はじめに
Raspberry Pi Pico でステッピングモーターを動かしてみます。回転角度を精密に制御することができて、いろいろなプロジェクトに活用することができます。
ステッピングモーターとは
ステッピングモーター(Stepper Motor)は、回転角度を精密に制御できるモーターの一種です。
一般的なDCモーターとは異なり、パルス信号を与えることで一定角度ずつ回転し、位置制御が可能です。
ステッピングモーターの仕組み
ステッピングモーターは、内部に複数のコイル(ステータ)を持ち、電流を順番に流すことで回転します。主に以下の2種類に分類されます
・ユニポーラ(Unipolar)モーター
センタータップ付きのコイルを持ち、電流が一方向に流れます。
・バイポーラ(Bipolar)モーター
センタータップがなく、電流が双方向に流れるため、Hブリッジ回路が必要です。
センタータップとは?
センタータップとは、コイルの中央部分に接続された端子のことです。ユニポーラモーターでは、このセンタータップを電源に接続し、残りの両端を順番にGNDに接続することで電流の向きを切り替えずに駆動できます。これにより、駆動回路が比較的シンプルになります。
ステッピングモーターを動かすには?
ステッピングモーターは直接マイコン(ラズベリーパイPicoなど)に接続して動かすことはできません。
ドライバが必要になります。
なぜドライバが必要なのか?
ステッピングモーターは高い電流を必要とし、ラズベリーパイPicoのGPIOピンでは十分な電流を供給できません。

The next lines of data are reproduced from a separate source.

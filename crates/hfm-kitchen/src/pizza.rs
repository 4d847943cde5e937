//! Pizza language.
//!
//! ```text
//! PrepareDough(size)             → Dough
//! AddTopping(topping, dough)     → Dough
//! Bake(dough, minutes)           → Pizza
//! ```

use crate::ingredient::{ingredients, Ingredient, PizzaSize};
use hfm_engine::{
    Algebra, CommandInfo, ConstructionError, Continuation, FailureCause, InterpreterFailure,
    Program, StepContext,
};
use hfm_types::TryNew;
use serde::{Deserialize, Serialize};
use std::fmt;

/// Accepted baking times, in minutes.
pub const BAKE_MINUTES: std::ops::RangeInclusive<u32> = 5..=30;

/// Raw pizza base with its toppings so far.
#[derive(Debug, Clone, PartialEq, Eq, Serialize, Deserialize)]
pub struct Dough {
    pub size: PizzaSize,
    pub toppings: Vec<Ingredient>,
}

/// A baked pizza.
#[derive(Debug, Clone, PartialEq, Eq, Serialize, Deserialize)]
pub struct Pizza {
    pub size: PizzaSize,
    pub toppings: Vec<Ingredient>,
    pub baked_minutes: u32,
    /// Name of the maker whose oven baked it.
    pub maker: String,
}

impl fmt::Display for Pizza {
    fn fmt(&self, f: &mut fmt::Formatter<'_>) -> fmt::Result {
        let names: Vec<&str> = self.toppings.iter().map(Ingredient::as_str).collect();
        write!(
            f,
            "{} pizza [{}] by {}",
            self.size,
            names.join(", "),
            self.maker
        )
    }
}

/// Capability set for the pizza language.
pub trait PizzaInterpreter: Send + Sync {
    fn prepare_dough(&self, size: PizzaSize) -> Result<Dough, InterpreterFailure>;

    fn add_topping(&self, topping: Ingredient, dough: Dough) -> Result<Dough, InterpreterFailure>;

    fn bake(&self, dough: Dough, minutes: u32) -> Result<Pizza, InterpreterFailure>;
}

/// Pizza commands.
pub enum PizzaCommand<Next> {
    PrepareDough {
        size: PizzaSize,
        next: Continuation<Dough, Next>,
    },
    AddTopping {
        topping: Ingredient,
        dough: Dough,
        next: Continuation<Dough, Next>,
    },
    Bake {
        dough: Dough,
        minutes: u32,
        next: Continuation<Pizza, Next>,
    },
}

/// The pizza algebra.
#[derive(Debug)]
pub struct PizzaAlgebra;

/// A program that makes a pizza.
pub type PizzaRecipe = Program<PizzaAlgebra, Pizza>;

impl PizzaAlgebra {
    /// `PrepareDough`.
    pub fn prepare(size: PizzaSize) -> Program<Self, Dough> {
        Program::lift(PizzaCommand::PrepareDough {
            size,
            next: Continuation::identity(),
        })
    }

    /// `AddTopping`.
    pub fn top(topping: Ingredient, dough: Dough) -> Program<Self, Dough> {
        Program::lift(PizzaCommand::AddTopping {
            topping,
            dough,
            next: Continuation::identity(),
        })
    }

    /// `Bake`.
    ///
    /// # Errors
    ///
    /// [`ConstructionError::OutOfRange`] if `minutes` is outside
    /// [`BAKE_MINUTES`].
    pub fn bake(dough: Dough, minutes: u32) -> Result<Program<Self, Pizza>, ConstructionError> {
        check_minutes(minutes)?;
        Ok(Self::bake_checked(dough, minutes))
    }

    fn bake_checked(dough: Dough, minutes: u32) -> Program<Self, Pizza> {
        Program::lift(PizzaCommand::Bake {
            dough,
            minutes,
            next: Continuation::identity(),
        })
    }

    /// Prepare, top in order, bake.
    ///
    /// # Errors
    ///
    /// [`ConstructionError`] for no toppings, an invalid topping name or a
    /// baking time outside [`BAKE_MINUTES`].
    pub fn recipe<S: AsRef<str>>(
        size: PizzaSize,
        toppings: &[S],
        minutes: u32,
    ) -> Result<PizzaRecipe, ConstructionError> {
        let toppings = ingredients("toppings", toppings)?;
        Ok(PizzaOrder::try_new((size, toppings, minutes))?.recipe())
    }

    fn layer(
        mut rest: std::vec::IntoIter<Ingredient>,
        dough: Dough,
        minutes: u32,
    ) -> Program<Self, Pizza> {
        match rest.next() {
            Some(topping) => {
                Self::top(topping, dough).bind(move |dough| Self::layer(rest, dough, minutes))
            }
            None => Self::bake_checked(dough, minutes),
        }
    }
}

fn check_minutes(minutes: u32) -> Result<(), ConstructionError> {
    if BAKE_MINUTES.contains(&minutes) {
        return Ok(());
    }
    Err(ConstructionError::OutOfRange {
        field: "minutes",
        value: i64::from(minutes),
        min: i64::from(*BAKE_MINUTES.start()),
        max: i64::from(*BAKE_MINUTES.end()),
    })
}

/// A validated pizza order: size, at least one topping, a baking time
/// within [`BAKE_MINUTES`].
#[derive(Debug, Clone, PartialEq, Eq, Serialize)]
pub struct PizzaOrder {
    size: PizzaSize,
    toppings: Vec<Ingredient>,
    minutes: u32,
}

impl PizzaOrder {
    #[must_use]
    pub fn size(&self) -> PizzaSize {
        self.size
    }

    #[must_use]
    pub fn toppings(&self) -> &[Ingredient] {
        &self.toppings
    }

    #[must_use]
    pub fn minutes(&self) -> u32 {
        self.minutes
    }

    /// Builds the pizza program for this order.
    pub fn recipe(&self) -> PizzaRecipe {
        let toppings = self.toppings.clone();
        let minutes = self.minutes;
        PizzaAlgebra::prepare(self.size)
            .bind(move |dough| PizzaAlgebra::layer(toppings.into_iter(), dough, minutes))
    }
}

impl TryNew for PizzaOrder {
    type Error = ConstructionError;
    type Args = (PizzaSize, Vec<Ingredient>, u32);

    fn try_new((size, toppings, minutes): Self::Args) -> Result<Self, ConstructionError> {
        if toppings.is_empty() {
            return Err(ConstructionError::Empty { field: "toppings" });
        }
        check_minutes(minutes)?;
        Ok(Self {
            size,
            toppings,
            minutes,
        })
    }
}

impl fmt::Display for PizzaOrder {
    fn fmt(&self, f: &mut fmt::Formatter<'_>) -> fmt::Result {
        let names: Vec<&str> = self.toppings.iter().map(Ingredient::as_str).collect();
        write!(
            f,
            "{} pizza with {}, {} min",
            self.size,
            names.join(", "),
            self.minutes
        )
    }
}

impl Algebra for PizzaAlgebra {
    const NAME: &'static str = "pizza";
    type Interpreter = dyn PizzaInterpreter;
    type Command<Next: 'static> = PizzaCommand<Next>;

    fn map<N: 'static, M: 'static>(
        command: PizzaCommand<N>,
        f: impl FnOnce(N) -> M + Send + 'static,
    ) -> PizzaCommand<M> {
        match command {
            PizzaCommand::PrepareDough { size, next } => PizzaCommand::PrepareDough {
                size,
                next: next.then(f),
            },
            PizzaCommand::AddTopping {
                topping,
                dough,
                next,
            } => PizzaCommand::AddTopping {
                topping,
                dough,
                next: next.then(f),
            },
            PizzaCommand::Bake {
                dough,
                minutes,
                next,
            } => PizzaCommand::Bake {
                dough,
                minutes,
                next: next.then(f),
            },
        }
    }

    fn describe<N: 'static>(command: &PizzaCommand<N>) -> CommandInfo {
        match command {
            PizzaCommand::PrepareDough { size, .. } => {
                CommandInfo::of::<Self>("PrepareDough").with_detail(size.to_string())
            }
            PizzaCommand::AddTopping { topping, .. } => {
                CommandInfo::of::<Self>("AddTopping").with_detail(topping.as_str())
            }
            PizzaCommand::Bake { minutes, .. } => {
                CommandInfo::of::<Self>("Bake").with_detail(format!("{minutes} min"))
            }
        }
    }

    fn dispatch<N: 'static>(
        command: PizzaCommand<N>,
        cx: &StepContext<'_, Self>,
    ) -> Result<N, FailureCause> {
        let maker = cx.interpreter();
        match command {
            PizzaCommand::PrepareDough { size, next } => Ok(next.resume(maker.prepare_dough(size)?)),
            PizzaCommand::AddTopping {
                topping,
                dough,
                next,
            } => Ok(next.resume(maker.add_topping(topping, dough)?)),
            PizzaCommand::Bake {
                dough,
                minutes,
                next,
            } => Ok(next.resume(maker.bake(dough, minutes)?)),
        }
    }
}

#[cfg(test)]
mod tests {
    use super::*;
    use hfm_types::ErrorCode;

    #[test]
    fn bake_time_is_range_checked() {
        let dough = Dough {
            size: PizzaSize::Small,
            toppings: vec![],
        };
        let err = PizzaAlgebra::bake(dough.clone(), 90).err().unwrap();
        assert_eq!(
            err,
            ConstructionError::OutOfRange {
                field: "minutes",
                value: 90,
                min: 5,
                max: 30
            }
        );
        assert!(PizzaAlgebra::bake(dough, 12).is_ok());
    }

    #[test]
    fn recipe_requires_toppings() {
        let none: [&str; 0] = [];
        let err = PizzaAlgebra::recipe(PizzaSize::Large, &none, 10).err().unwrap();
        assert_eq!(err.code(), "CONSTRUCTION_EMPTY");
    }

    #[test]
    fn recipe_first_command() {
        let recipe = PizzaAlgebra::recipe(PizzaSize::Medium, &["Tomato", "Basil"], 12).unwrap();
        assert_eq!(
            recipe.peek().map(|c| c.to_string()).as_deref(),
            Some("pizza::PrepareDough(medium)")
        );
    }

    #[test]
    fn order_validates_all_fields() {
        let basil: Ingredient = "Basil".parse().unwrap();
        assert!(PizzaOrder::try_new((PizzaSize::Small, vec![basil.clone()], 8)).is_ok());
        assert!(PizzaOrder::try_new((PizzaSize::Small, vec![], 8)).is_err());
        assert!(PizzaOrder::try_new((PizzaSize::Small, vec![basil], 4)).is_err());
    }

    #[test]
    fn pizza_display() {
        let pizza = Pizza {
            size: PizzaSize::Large,
            toppings: vec!["Tomato".parse().unwrap()],
            baked_minutes: 10,
            maker: "luigi".into(),
        };
        assert_eq!(pizza.to_string(), "large pizza [Tomato] by luigi");
    }
}
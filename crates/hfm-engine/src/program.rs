//! Program representation and composition.
//!
//! A [`Program`] is pure data: either a final value, or one command whose
//! continuation yields the rest of the program. Building a program runs
//! nothing; only the [`Engine`](crate::Engine) interprets it.
//!
//! # Composition
//!
//! | Operation | Effect |
//! |-----------|--------|
//! | [`Program::pure`] | Program that is already done |
//! | [`Program::lift`] | One-step program from a bare command |
//! | [`Program::bind`] | Feed the result into a function producing the next program |
//! | [`Program::map`] | Transform the result, no extra command |
//! | [`Program::then`] | Sequence, discarding the previous result |
//!
//! Sequencing is data dependency: the closure given to `bind` cannot run
//! before the command it follows has produced its value.
//!
//! # Laws
//!
//! - `Program::pure(v).bind(f)` is `f(v)`; nothing is dispatched.
//! - `p.bind(f).bind(g)` dispatches the same commands and yields the same
//!   value as `p.bind(|x| f(x).bind(g))`.
//!
//! # Stack usage
//!
//! A step keeps the functions bound after it in a flat list instead of
//! folding them into its command's continuation. `bind` on a step is a
//! push, and the engine unwinds those lists with its own stack, so neither
//! left-nested (`p.bind(f).bind(g)...`) nor right-nested chains grow the
//! call stack, however long they get.

use crate::algebra::{Algebra, CommandInfo};
use std::any::{type_name, Any};
use std::fmt;
use std::marker::PhantomData;

/// Result value of a step, typed again by the function consuming it.
pub(crate) type Value = Box<dyn Any + Send>;

/// A function bound after a step.
pub(crate) type Bound<A> = Box<dyn FnOnce(Value) -> Node<A> + Send>;

/// Untyped program node, driven by the engine.
pub(crate) enum Node<A: Algebra> {
    Done(Value),
    /// A command plus the functions bound after it, in application order.
    Step(Box<A::Command<Node<A>>>, Vec<Bound<A>>),
}

/// Recovers a step value at the type its producer promised.
pub(crate) fn unerase<T: 'static>(value: Value) -> T {
    match value.downcast::<T>() {
        Ok(value) => *value,
        Err(_) => unreachable!("program value is not a {}", type_name::<T>()),
    }
}

/// A program over algebra `A` that eventually yields `T`.
pub struct Program<A: Algebra, T> {
    node: Node<A>,
    _value: PhantomData<fn() -> T>,
}

impl<A: Algebra, T: Send + 'static> Program<A, T> {
    fn from_node(node: Node<A>) -> Self {
        Self {
            node,
            _value: PhantomData,
        }
    }

    pub(crate) fn into_node(self) -> Node<A> {
        self.node
    }

    /// Lifts a plain value into a program with no steps.
    pub fn pure(value: T) -> Self {
        Self::from_node(Node::Done(Box::new(value)))
    }

    /// Wraps a bare command (identity continuation) into a one-step program.
    pub fn lift(command: A::Command<T>) -> Self {
        let command = A::map::<T, Node<A>>(command, |value| Node::Done(Box::new(value)));
        Self::from_node(Node::Step(Box::new(command), Vec::new()))
    }

    /// Chains `f` after this program, passing it the result.
    pub fn bind<U: Send + 'static, F>(self, f: F) -> Program<A, U>
    where
        F: FnOnce(T) -> Program<A, U> + Send + 'static,
    {
        match self.node {
            Node::Done(value) => f(unerase(value)),
            Node::Step(command, mut bound) => {
                bound.push(Box::new(move |value| f(unerase(value)).node));
                Program::from_node(Node::Step(command, bound))
            }
        }
    }

    /// Transforms the eventual value without adding a step.
    pub fn map<U: Send + 'static, F>(self, f: F) -> Program<A, U>
    where
        F: FnOnce(T) -> U + Send + 'static,
    {
        self.bind(move |value| Program::pure(f(value)))
    }

    /// Runs `next` after this program, discarding this program's value.
    pub fn then<U: Send + 'static>(self, next: Program<A, U>) -> Program<A, U> {
        self.bind(move |_| next)
    }

    /// Returns `true` if no command remains.
    #[must_use]
    pub fn is_done(&self) -> bool {
        matches!(self.node, Node::Done(_))
    }

    /// Returns the final value if no command remains.
    pub fn into_done(self) -> Option<T> {
        match self.node {
            Node::Done(value) => Some(unerase(value)),
            Node::Step(..) => None,
        }
    }

    /// Describes the next command, if any.
    #[must_use]
    pub fn peek(&self) -> Option<CommandInfo> {
        self.node.peek()
    }
}

impl<A: Algebra> Node<A> {
    pub(crate) fn peek(&self) -> Option<CommandInfo> {
        match self {
            Node::Done(_) => None,
            Node::Step(command, _) => Some(A::describe::<Node<A>>(command)),
        }
    }
}

impl<A: Algebra, T: fmt::Debug + 'static> fmt::Debug for Program<A, T> {
    fn fmt(&self, f: &mut fmt::Formatter<'_>) -> fmt::Result {
        match &self.node {
            Node::Done(value) => match value.downcast_ref::<T>() {
                Some(value) => f.debug_tuple("Done").field(value).finish(),
                None => f.write_str("Done(..)"),
            },
            Node::Step(command, _) => f
                .debug_tuple("Step")
                .field(&A::describe::<Node<A>>(command).to_string())
                .finish(),
        }
    }
}

#[cfg(test)]
mod tests {
    use super::*;
    use crate::testing::Probe;

    #[test]
    fn pure_is_done() {
        let program: Program<Probe, i64> = Program::pure(5);
        assert!(program.is_done());
        assert_eq!(program.into_done(), Some(5));
    }

    #[test]
    fn bind_on_pure_applies_immediately() {
        let program: Program<Probe, i64> = Program::pure(2).bind(|n| Program::pure(n * 10));
        assert_eq!(program.into_done(), Some(20));
    }

    #[test]
    fn map_on_pure_adds_no_step() {
        let program: Program<Probe, String> = Program::pure(3).map(|n: i64| n.to_string());
        assert_eq!(program.into_done().as_deref(), Some("3"));
    }

    #[test]
    fn lift_builds_one_step() {
        let program = Probe::emit(1);
        assert!(!program.is_done());
        let next = program.peek().map(|info| info.to_string());
        assert_eq!(next.as_deref(), Some("probe::Emit(1)"));
    }

    #[test]
    fn bind_keeps_first_command_in_front() {
        let program = Probe::emit(1).bind(|_| Probe::emit(2));
        let next = program.peek().map(|info| info.detail);
        assert_eq!(next.as_deref(), Some("1"));
    }

    #[test]
    fn long_bind_chain_builds_and_drops_flat() {
        let mut program = Probe::emit(0);
        for _ in 0..100_000 {
            program = program.bind(|x| Probe::emit(x + 1));
        }
        assert_eq!(program.peek().map(|info| info.detail).as_deref(), Some("0"));
        drop(program);
    }

    #[test]
    fn debug_shows_next_command() {
        let program = Probe::emit(9);
        assert_eq!(format!("{program:?}"), "Step(\"probe::Emit(9)\")");
        let done: Program<Probe, i64> = Program::pure(1);
        assert_eq!(format!("{done:?}"), "Done(1)");
    }
}
//! Shared E2E test helpers for `hfm` binary tests.

use assert_cmd::cargo::cargo_bin_cmd;
use std::time::Duration;

/// Timeout for a single order.
pub const TIMEOUT_ORDER: Duration = Duration::from_secs(10);

/// Environment variables read by the config loader or the log filter.
const HFM_ENV_VARS: &[&str] = &[
    "HFM_DEBUG",
    "HFM_MAX_DEPTH",
    "HFM_MAX_STEPS",
    "HFM_TRACE_COMMANDS",
    "RUST_LOG",
];

/// Build a Command for the `hfm` binary, isolated from user config.
///
/// Both the home directory and the project root point at a fresh temp
/// directory, so no `.hfm/config.toml` leaks in.
/// Returns (command, guard); keep the guard alive for the test's duration.
pub fn hfm_cmd() -> (assert_cmd::Command, tempfile::TempDir) {
    let tmp = tempfile::tempdir().expect("create temp dir for config");
    let mut cmd: assert_cmd::Command = cargo_bin_cmd!("hfm");
    cmd.timeout(TIMEOUT_ORDER);
    for var in HFM_ENV_VARS {
        cmd.env_remove(var);
    }
    cmd.env("HOME", tmp.path());
    cmd.args(["-C", tmp.path().to_str().expect("valid utf8")]);
    (cmd, tmp)
}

また、GPIOは直接モーターを駆動するための保護機能がないため、過電流によって損傷する可能性があります。そのため、ドライバを使用してマイコンとモーターの間に適切な電流制御を行う必要があります。
ステッピングモーター駆動のためのドライバ
・ULN2003(ユニポーラ向け)
5V駆動のユニポーラステッピングモーター(28BYJ-48 など)を制御
ラズベリーパイPicoのGPIOピンから制御可能
・A4988, DRV8825(バイポーラ向け)
高トルクのバイポーラステッピングモーターを駆動
マイクロステップ制御が可能
追加の電源供給(12Vや24V)が必要
28BYJ-48ステッピングモーターの特徴
28BYJ-48は、内部にギヤを持つユニポーラステッピングモーターです。内部のギヤで減速することで、高いトルクと精密な制御が可能になります。通常、1回転するのに2048ステップ(64:1のギヤ比)が必要になります。そのため、高精度な位置制御を実現できます。
配線
ここでは、28BYJ-48(ユニポーラ)とULN2003ドライバを使った例を紹介します。
RaspberryPi Pico | ULN2003→28BYJ-48 |
VSYS(39番) | VCC |
GND(38番) | GND |
GP16(21番) | IN1 |
GP17(22番) | IN2 |
GP18(24番) | IN3 |
GP19(25番) | IN4 |
ステッピングモーターを動かす
ステッピングモーターを加速・減速させながら回転させます
from machine import Pin
import time
# ピンの設定
pins = [Pin(16, Pin.OUT), Pin(17, Pin.OUT), Pin(18, Pin.OUT), Pin(19, Pin.OUT)]
# ステッピングシーケンス(4相励磁)
step_sequence = [
[1, 0, 0, 0],
[1, 1, 0, 0],
[0, 1, 0, 0],
[0, 1, 1, 0],
[0, 0, 1, 0],
[0, 0, 1, 1],
[0, 0, 0, 1],
[1, 0, 0, 1]
]
def step_motor():
steps = 512 # 1回転分のステップ
min_delay = 0.001 # 最小遅延(最速)
max_delay = 0.01 # 最大遅延(最遅)
half_steps = steps // 2
for i in range(steps):
delay = max_delay - (max_delay - min_delay) * abs(i - half_steps) / half_steps
for step in step_sequence:
for j in range(4):
pins[j].value(step[j])
time.sleep(delay)
# モーターを加速・減速しながら回転させる
step_motor()
まとめ
ステッピングモーターは高精度に制御ができるため、ロボットのアームなどいろいろなところで使われています。
アイデアがあれば使い方は無限大だと思いますので、まずは一度触ってみることをおすすめします。